Soil salinity is a severe threat to agricultural production. Most saline soils turn alkaline, increasing the soil pH and, in turn, hampering the growth and development of crops. In this study, the effects of a foliar spray of melatonin (MT; 100 mu molL-1) on the pH of the root environment, growth of tomato seedlings, endogenous MT levels, rapid chlorophyll fluorescence induction kinetics, and key enzymes of the Calvin cycle under alkaline (60 mmolL-1 NaHCO3) stress were studied in Riegel 87-5 tomatoes. The results revealed that the growth and photosynthesis of tomato seedlings were inhibited by increased pH in the root environment under alkali stress; however, the application of exogenous MT reduced the pH of the root environment, alleviated the inhibition of growth of tomato seedlings under alkali stress, increased the content of photosynthetic pigments, alleviated the damage of the donor and acceptor sides of the photosynthetic electron transport chain, increased the activity and efficiency of photosynthetic electron transport, and optimized the share of the light energy allocated to PSII reaction centers. Increased expression levels of Calvin-cycle enzymes, including fructose-1,6-bisphosphate aldolase (FBA), fructose-1,6-bisphosphate esterase (FBP), and phosphoglycerate kinase (PGK), led to enhanced photosynthetic performance in tomato seedlings. Exogenous MT boosted endogenous MT levels and stimulated the production and secretion of organic acids in the root system.
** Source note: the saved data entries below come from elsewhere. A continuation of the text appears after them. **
//! Harmony Server Library
//!
//! Multi-user HTTP API for the song catalog, playlists with ordered
//! membership, favorites, uploads and streaming.
//!
//! This library exposes the router and its components so tests can drive
//! the exact application the binary serves.

pub mod api;
pub mod config;
pub mod error;
pub mod extract;
pub mod middleware;
pub mod services;
pub mod state;

// Re-export commonly used types for convenience
pub use config::ServerConfig;
pub use error::{Result, ServerError};
pub use services::{auth::AuthService, file_storage::FileStorage};
pub use state::AppState;

use axum::{
    extract::DefaultBodyLimit,
    middleware as axum_middleware,
    routing::{get, post, put},
    Router,
};
use std::sync::Arc;
use tower_http::{
    cors::CorsLayer,
    trace::{DefaultMakeSpan, TraceLayer},
};

/// Largest accepted upload body
pub const MAX_UPLOAD_BYTES: usize = 100 * 1024 * 1024;

/// Build the full application router
pub fn create_router(app_state: AppState) -> Router {
    // Public routes (no auth required)
    let public_routes = Router::new()
        .route("/health", get(api::health::health))
        .route("/auth/register", post(api::auth::register))
        .route("/auth/login", post(api::auth::login))
        .route("/auth/refresh", post(api::auth::refresh));

    // Protected routes (auth required)
    let protected_routes = Router::new()
        // Songs
        .route(
            "/songs",
            get(api::songs::list_songs).post(api::songs::create_song),
        )
        .route(
            "/songs/:id",
            get(api::songs::get_song)
                .patch(api::songs::update_song)
                .delete(api::songs::delete_song),
        )
        .route("/search", get(api::songs::search_songs))
        .route("/albums/featured", get(api::songs::featured_albums))
        .route(
            "/upload",
            post(api::upload::upload_song).layer(DefaultBodyLimit::max(MAX_UPLOAD_BYTES)),
        )
        // Streaming
        .route("/stream/:song_id", get(api::stream::stream_song))
        // Playlists
        .route(
            "/playlists",
            get(api::playlists::list_playlists).post(api::playlists::create_playlist),
        )
        .route("/playlists/mixes", get(api::playlists::get_mixes))
        .route(
            "/playlists/:id",
            get(api::playlists::get_playlist)
                .patch(api::playlists::update_playlist)
                .delete(api::playlists::delete_playlist),
        )
        .route(
            "/playlists/:id/songs",
            get(api::playlists::list_songs).post(api::playlists::add_song),
        )
        .route(
            "/playlists/:id/songs/stream",
            get(api::playlists::stream_songs),
        )
        .route(
            "/playlists/:id/songs/:song_id",
            axum::routing::delete(api::playlists::remove_song).patch(api::playlists::move_song),
        )
        .route(
            "/playlists/:id/entries/:entry_id",
            axum::routing::delete(api::playlists::remove_entry)
                .patch(api::playlists::move_entry),
        )
        .route("/playlists/:id/order", put(api::playlists::reorder))
        // Favorites
        .route("/favorites", get(api::favorites::list_favorites))
        .route(
            "/favorites/:song_id",
            put(api::favorites::add_favorite).delete(api::favorites::remove_favorite),
        )
        // Account
        .route(
            "/users/me",
            get(api::users::get_me)
                .patch(api::users::update_me)
                .delete(api::users::delete_me),
        )
        // Player
        .route(
            "/player",
            get(api::player::get_player)
                .put(api::player::play)
                .delete(api::player::stop),
        )
        .layer(axum_middleware::from_fn_with_state(
            Arc::clone(&app_state.auth_service),
            middleware::auth_middleware,
        ));

    Router::new()
        .nest("/api", public_routes.merge(protected_routes))
        .layer(
            TraceLayer::new_for_http()
                .make_span_with(DefaultMakeSpan::default().include_headers(true)),
        )
        .layer(CorsLayer::permissive())
        .with_state(app_state)
}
This regulation of organic acid content reduced the environmental pH in the inter-root zone, alleviating the damage caused by alkali stress. This study indicated that the exogenous administration of MT may mediate an increase in endogenous MT levels, regulate the efficiency of photosynthesis and root pH levels, and play a crucial role in mitigating injury caused by alkali stress in tomato seedlings.